Balancing these demands was Paul Porter, Kodak's director of design and usability. "We want something that looks really new," Mr. Porter said. "Because if it is new, people think it is more sophisticated, faster or may allow them to do things that others cameras don't allow."

One innovation that did pass the test was a "share" button, which allows users to select pictures as they take them that will later be printed or e-mailed as soon as the camera is returned to the dock.

"There is an emotional moment at the time of capture," said Gregory R. Westbrook, Kodak's vice president and general manager of its digital and film imaging systems unit. "The button lets the consumer express that emotion."

Mr. Porter also supervised the staff of anthropologists and cognitive psychologists who studied how to make the cameras easier to use. And Mr. Porter made the idea clear: When there are conflicts, as there inevitably are, "the usability tests will win out."

One of their first insights is that Kodak's target market was annoyed and sometimes intimidated by the need to use a personal computer in order to print pictures.

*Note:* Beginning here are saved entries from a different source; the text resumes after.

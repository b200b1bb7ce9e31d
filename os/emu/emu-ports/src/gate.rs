//! # Fast-Path Gate
//!
//! [`IoGate`] decides how a hardware-backed access is carried out:
//!
//! ```text
//! std_in*/std_out*(port)
//!     │
//!     ├─ IOPL 3, or every byte of the access in the ioperm map
//!     │      → direct `in`/`out` on the host
//!     │
//!     ├─ no port server
//!     │      → "not available" stub (all-ones / ignored write)
//!     │
//!     └─ port server attached
//!            → one request, block for its response
//! ```
//!
//! The gate also owns the per-port AND/OR masks, the critical-section guard
//! that turns unavailable writes into fatal errors, and the pending retrace
//! read of the special video handler.

use crate::access::Width;
use crate::bitmap::PortBitmap;
use crate::critical::CriticalSection;
use crate::error::Fatal;
use crate::hwio::HardwareIo;
use crate::privilege::Iopl;
use crate::transport::{HelperLink, low_u8, low_u16, low_u32, word};
use emu_portserver_abi::{Operation, PortRequest};
use log::{debug, info};
use std::io;

const PORTS: usize = 0x1_0000;

/// Data phase of a combined bus cycle.
#[derive(Copy, Clone, Eq, PartialEq, Debug)]
pub enum DataPhase {
    ReadByte(u16),
    ReadWord(u16),
    ReadDword(u16),
    WriteByte(u16, u8),
    WriteWord(u16, u16),
    WriteDword(u16, u32),
}

impl DataPhase {
    fn request(self) -> PortRequest {
        match self {
            Self::ReadByte(port) => PortRequest::new(port, Operation::ByteIn, 0),
            Self::ReadWord(port) => PortRequest::new(port, Operation::WordIn, 0),
            Self::ReadDword(port) => PortRequest::new(port, Operation::DwordIn, 0),
            Self::WriteByte(port, v) => PortRequest::new(port, Operation::ByteOut, usize::from(v)),
            Self::WriteWord(port, v) => PortRequest::new(port, Operation::WordOut, usize::from(v)),
            Self::WriteDword(port, v) => PortRequest::new(port, Operation::DwordOut, word(v)),
        }
    }

    const fn width(self) -> Width {
        match self {
            Self::ReadByte(_) | Self::WriteByte(..) => Width::Byte,
            Self::ReadWord(_) | Self::WriteWord(..) => Width::Word,
            Self::ReadDword(_) | Self::WriteDword(..) => Width::Dword,
        }
    }
}

pub struct IoGate {
    hw: Box<dyn HardwareIo>,
    can_do_root_stuff: bool,
    iopl: Iopl,
    io_bitmap: PortBitmap,
    and_mask: Box<[u8]>,
    or_mask: Box<[u8]>,
    helper: Option<HelperLink>,
    critical: CriticalSection,
    write_width: Width,
    retrace_pending: Option<u16>,
}

impl core::fmt::Debug for IoGate {
    fn fmt(&self, f: &mut core::fmt::Formatter<'_>) -> core::fmt::Result {
        f.debug_struct("IoGate")
            .field("can_do_root_stuff", &self.can_do_root_stuff)
            .field("iopl", &self.iopl)
            .field("io_bitmap", &self.io_bitmap)
            .field("helper", &self.helper)
            .field("critical", &self.critical)
            .finish_non_exhaustive()
    }
}

impl IoGate {
    #[must_use]
    pub fn new(hw: Box<dyn HardwareIo>, can_do_root_stuff: bool) -> Self {
        Self {
            hw,
            can_do_root_stuff,
            iopl: Iopl::Level0,
            io_bitmap: PortBitmap::new(),
            and_mask: vec![0xff; PORTS].into_boxed_slice(),
            or_mask: vec![0; PORTS].into_boxed_slice(),
            helper: None,
            critical: CriticalSection::new(),
            write_width: Width::Byte,
            retrace_pending: None,
        }
    }

    #[inline]
    #[must_use]
    pub const fn iopl(&self) -> Iopl {
        self.iopl
    }

    /// `true` if an access of `width` at `port` may touch hardware directly.
    #[inline]
    #[must_use]
    pub fn has_direct_access(&self, port: u16, width: Width) -> bool {
        self.iopl.grants_all_ports() || self.io_bitmap.covers(port, width)
    }

    #[inline]
    #[must_use]
    pub fn io_bitmap(&self) -> &PortBitmap {
        &self.io_bitmap
    }

    /// Raises the process IOPL through the hardware backend.
    ///
    /// # Errors
    /// The OS error if the level change was refused.
    pub fn acquire_iopl(&mut self, level: Iopl) -> io::Result<()> {
        self.hw.iopl(level)?;
        self.iopl = level;
        Ok(())
    }

    /// # Errors
    /// The OS error if the ids could not be reset.
    pub fn drop_privileges(&mut self) -> io::Result<()> {
        self.hw.drop_privileges()
    }

    /// Forgets every ioperm grant. A forked process does not inherit the
    /// grants of its parent, so the map no longer describes it.
    pub(crate) fn forget_ioperm(&mut self) {
        self.io_bitmap.clear_all();
    }

    /// Grants or revokes direct access to a port range and mirrors a
    /// successful change into the ioperm map. Grants are refused without
    /// elevated rights.
    ///
    /// # Errors
    /// `PermissionDenied` without elevated rights, or the OS error.
    pub fn set_ioperm(&mut self, start: u16, len: usize, enable: bool) -> io::Result<()> {
        if enable && !self.can_do_root_stuff {
            return Err(io::Error::from(io::ErrorKind::PermissionDenied));
        }
        let result = self.hw.ioperm(start, len, enable);
        if result.is_ok() {
            self.io_bitmap.assign_range(start, len, enable);
        }
        info!(
            "PORT: set_ioperm [{start:x}:{len}:{}] returns {}",
            u8::from(enable),
            if result.is_ok() { 0 } else { -1 }
        );
        result
    }

    pub(crate) fn set_masks(&mut self, port: u16, and_mask: u8, or_mask: u8) {
        self.and_mask[usize::from(port)] = and_mask;
        self.or_mask[usize::from(port)] = or_mask;
    }

    #[must_use]
    pub fn masks(&self, port: u16) -> (u8, u8) {
        (self.and_mask[usize::from(port)], self.or_mask[usize::from(port)])
    }

    pub(crate) fn reset_masks(&mut self) {
        self.and_mask.fill(0xff);
        self.or_mask.fill(0);
    }

    #[inline]
    fn masked(&self, port: u16, value: u8) -> u8 {
        let (and_mask, or_mask) = self.masks(port);
        (value & and_mask) | or_mask
    }

    #[must_use]
    pub const fn helper(&self) -> Option<&HelperLink> {
        self.helper.as_ref()
    }

    #[must_use]
    pub const fn has_helper(&self) -> bool {
        self.helper.is_some()
    }

    pub(crate) fn attach_helper(&mut self, link: HelperLink) {
        self.helper = Some(link);
    }

    pub(crate) const fn take_helper(&mut self) -> Option<HelperLink> {
        self.helper.take()
    }

    #[must_use]
    pub const fn critical(&self) -> &CriticalSection {
        &self.critical
    }

    pub(crate) const fn critical_mut(&mut self) -> &mut CriticalSection {
        &mut self.critical
    }

    /// Sets the width of the write being composed from byte writes and
    /// returns the previous one. Unavailable byte writes report it.
    pub(crate) const fn set_write_width(&mut self, width: Width) -> Width {
        core::mem::replace(&mut self.write_width, width)
    }

    // ---------------------------------------------------------------------
    // "not available" stubs

    /// Unconnected ports read as all ones. Some software probes for cards
    /// by checking for exactly that.
    pub fn not_available_inb(&self, port: u16) -> u8 {
        debug!("PORTb: {port:x} not available for read");
        0xff
    }

    /// # Errors
    /// [`Fatal::CriticalPortUnavailable`] inside a critical section.
    pub fn not_available_outb(&mut self, port: u16, _value: u8) -> Result<(), Fatal> {
        let operation = match self.write_width {
            Width::Byte => "outb",
            Width::Word => "outw",
            Width::Dword => "outd",
        };
        self.critical.check_unavailable_write(port, operation)?;
        debug!("PORTb: {port:x} not available for write");
        Ok(())
    }

    pub fn not_available_inw(&self, port: u16) -> u16 {
        debug!("PORTw: {port:x} not available for read");
        0xffff
    }

    /// # Errors
    /// [`Fatal::CriticalPortUnavailable`] inside a critical section.
    pub fn not_available_outw(&mut self, port: u16, _value: u16) -> Result<(), Fatal> {
        self.critical.check_unavailable_write(port, "outw")?;
        debug!("PORTw: {port:x} not available for write");
        Ok(())
    }

    pub fn not_available_ind(&self, port: u16) -> u32 {
        debug!("PORTd: {port:x} not available for read");
        0xffff_ffff
    }

    /// # Errors
    /// [`Fatal::CriticalPortUnavailable`] inside a critical section.
    pub fn not_available_outd(&mut self, port: u16, _value: u32) -> Result<(), Fatal> {
        self.critical.check_unavailable_write(port, "outd")?;
        debug!("PORTd: {port:x} not available for write");
        Ok(())
    }

    // ---------------------------------------------------------------------
    // standard hardware access

    /// # Errors
    /// [`Fatal::HelperTerminated`] if the port server is gone.
    pub fn std_inb(&mut self, port: u16) -> Result<u8, Fatal> {
        if self.has_direct_access(port, Width::Byte) {
            let value = self.hw.inb(port);
            return Ok(self.masked(port, value));
        }
        let Some(helper) = self.helper.as_mut() else {
            debug!("std_port_inb({port:#X}): port server unavailable");
            return Ok(self.not_available_inb(port));
        };
        let response = helper.round_trip(PortRequest::new(port, Operation::ByteIn, 0))?;
        Ok(low_u8(response.value))
    }

    /// # Errors
    /// [`Fatal::HelperTerminated`] if the port server is gone, or
    /// [`Fatal::CriticalPortUnavailable`] for an unavailable port inside a
    /// critical section.
    pub fn std_outb(&mut self, port: u16, value: u8) -> Result<(), Fatal> {
        if self.has_direct_access(port, Width::Byte) {
            let value = self.masked(port, value);
            self.hw.outb(port, value);
            return Ok(());
        }
        let Some(helper) = self.helper.as_mut() else {
            debug!("std_port_outb({port:#X},{value:#X}): port server unavailable");
            return self.not_available_outb(port, value);
        };
        helper.round_trip(PortRequest::new(port, Operation::ByteOut, usize::from(value)))?;
        Ok(())
    }

    /// # Errors
    /// [`Fatal::HelperTerminated`] if the port server is gone.
    pub fn std_inw(&mut self, port: u16) -> Result<u16, Fatal> {
        if self.has_direct_access(port, Width::Word) {
            return Ok(self.hw.inw(port));
        }
        let Some(helper) = self.helper.as_mut() else {
            debug!("std_port_inw({port:#X}): port server unavailable");
            return Ok(self.not_available_inw(port));
        };
        let response = helper.round_trip(PortRequest::new(port, Operation::WordIn, 0))?;
        Ok(low_u16(response.value))
    }

    /// # Errors
    /// See [`IoGate::std_outb`].
    pub fn std_outw(&mut self, port: u16, value: u16) -> Result<(), Fatal> {
        if self.has_direct_access(port, Width::Word) {
            self.hw.outw(port, value);
            return Ok(());
        }
        let Some(helper) = self.helper.as_mut() else {
            debug!("std_port_outw({port:#X},{value:#X}): port server unavailable");
            return self.not_available_outw(port, value);
        };
        helper.round_trip(PortRequest::new(port, Operation::WordOut, usize::from(value)))?;
        Ok(())
    }

    /// # Errors
    /// [`Fatal::HelperTerminated`] if the port server is gone.
    pub fn std_ind(&mut self, port: u16) -> Result<u32, Fatal> {
        if self.has_direct_access(port, Width::Dword) {
            return Ok(self.hw.inl(port));
        }
        let Some(helper) = self.helper.as_mut() else {
            debug!("std_port_ind({port:#X}): port server unavailable");
            return Ok(self.not_available_ind(port));
        };
        let response = helper.round_trip(PortRequest::new(port, Operation::DwordIn, 0))?;
        Ok(low_u32(response.value))
    }

    /// # Errors
    /// See [`IoGate::std_outb`].
    pub fn std_outd(&mut self, port: u16, value: u32) -> Result<(), Fatal> {
        if self.has_direct_access(port, Width::Dword) {
            self.hw.outl(port, value);
            return Ok(());
        }
        let Some(helper) = self.helper.as_mut() else {
            debug!("std_port_outd({port:#X},{value:#X}): port server unavailable");
            return self.not_available_outd(port, value);
        };
        helper.round_trip(PortRequest::new(port, Operation::DwordOut, word(value)))?;
        Ok(())
    }

    /// Performs an address write immediately followed by a data access,
    /// e.g. a PCI configuration cycle through 0xCF8/0xCFC.
    ///
    /// Through the port server both phases travel back to back and the
    /// server performs them with nothing in between; one response covers
    /// both. Writes return 0.
    ///
    /// # Errors
    /// See [`IoGate::std_outb`].
    pub fn combined_cycle(&mut self, address_port: u16, address: u32, data: DataPhase) -> Result<u32, Fatal> {
        let direct = self.has_direct_access(address_port, Width::Dword)
            && self.has_direct_access(data.request().port, data.width());
        let Some(helper) = self.helper.as_mut().filter(|_| !direct) else {
            self.std_outd(address_port, address)?;
            return self.data_phase(data);
        };
        helper.post(PortRequest::new(address_port, Operation::ChainedAddress, word(address)))?;
        let response = helper.round_trip(data.request())?;
        Ok(match data {
            DataPhase::ReadByte(_) => u32::from(low_u8(response.value)),
            DataPhase::ReadWord(_) => u32::from(low_u16(response.value)),
            DataPhase::ReadDword(_) => low_u32(response.value),
            _ => 0,
        })
    }

    fn data_phase(&mut self, data: DataPhase) -> Result<u32, Fatal> {
        match data {
            DataPhase::ReadByte(port) => self.std_inb(port).map(u32::from),
            DataPhase::ReadWord(port) => self.std_inw(port).map(u32::from),
            DataPhase::ReadDword(port) => self.std_ind(port),
            DataPhase::WriteByte(port, v) => self.std_outb(port, v).map(|()| 0),
            DataPhase::WriteWord(port, v) => self.std_outw(port, v).map(|()| 0),
            DataPhase::WriteDword(port, v) => self.std_outd(port, v).map(|()| 0),
        }
    }

    // ---------------------------------------------------------------------
    // deferred retrace read of the special video handler

    #[must_use]
    pub const fn retrace_pending(&self) -> Option<u16> {
        self.retrace_pending
    }

    pub(crate) const fn set_retrace_pending(&mut self, port: u16) {
        if self.retrace_pending.is_none() {
            self.retrace_pending = Some(port);
        }
    }

    /// Performs the deferred retrace-status read, if any.
    ///
    /// # Errors
    /// [`Fatal::HelperTerminated`] if the port server is gone.
    pub fn flush_pending_retrace(&mut self) -> Result<bool, Fatal> {
        let Some(port) = self.retrace_pending.take() else {
            return Ok(false);
        };
        self.std_inb(port)?;
        Ok(true)
    }
}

Many women, the anthropologists found, wanted the center of their picture taking and viewing to be the kitchen rather than the home office.

So in 2003, Kodak introduced what would become the signature technology of its camera line: a printer dock that housed the camera directly - no computer needed - to print four-by-six-inch glossy photos using a dye sublimation printing process.

Kodak sold a million printer docks in the first year. Printers have the potential to be far more profitable than cameras, because customers are locked into years of buying ink and paper. Even more important, the printer dock helped Kodak's cameras stand out in crowded electronics stores, as Kodak convinced many retailers to put its printers right in the aisle that sold cameras, not in the printer section.

"The dock just resonated with consumers," Ms. Slaughter said.

Of course, innovations do not remain exclusive for very long in the electronics world. Canon, for example, added the equivalent of the share button to its Elph line. And Sony, which is promoting its own four-by-six-inch printer, has been fighting back with a refreshed product line. Sony's T-1 model is even thinner than the Canon Elph and features a 2.5 inch display, larger than those of its rivals.

Still, Sony is losing market share. In the first nine months of the year, Sony had 20.8 percent of the digital camera market in the United States, according to IDC, down from 21.7 for all of 2003. Kodak is up to 18.8 percent of the market from 17.9 percent. Canon is now the No. 3 digital camera player, with 15.2 percent.

Kodak is hoping that the company will stay competitive with new technology that permits better pictures in low light. But there are many more innovations in the marketplace: Canon is trying to create more hybrid digital still and video cameras. Sony has technology it says reduces the lag between the time when a photographer presses the shutter and when the picture is taken. And all of the makers are offering cameras in a rainbow of colors besides silver.

"At times we have had 30 or 40 competitors," Mr. Westbrook said. "Only the strong survive, but it takes time."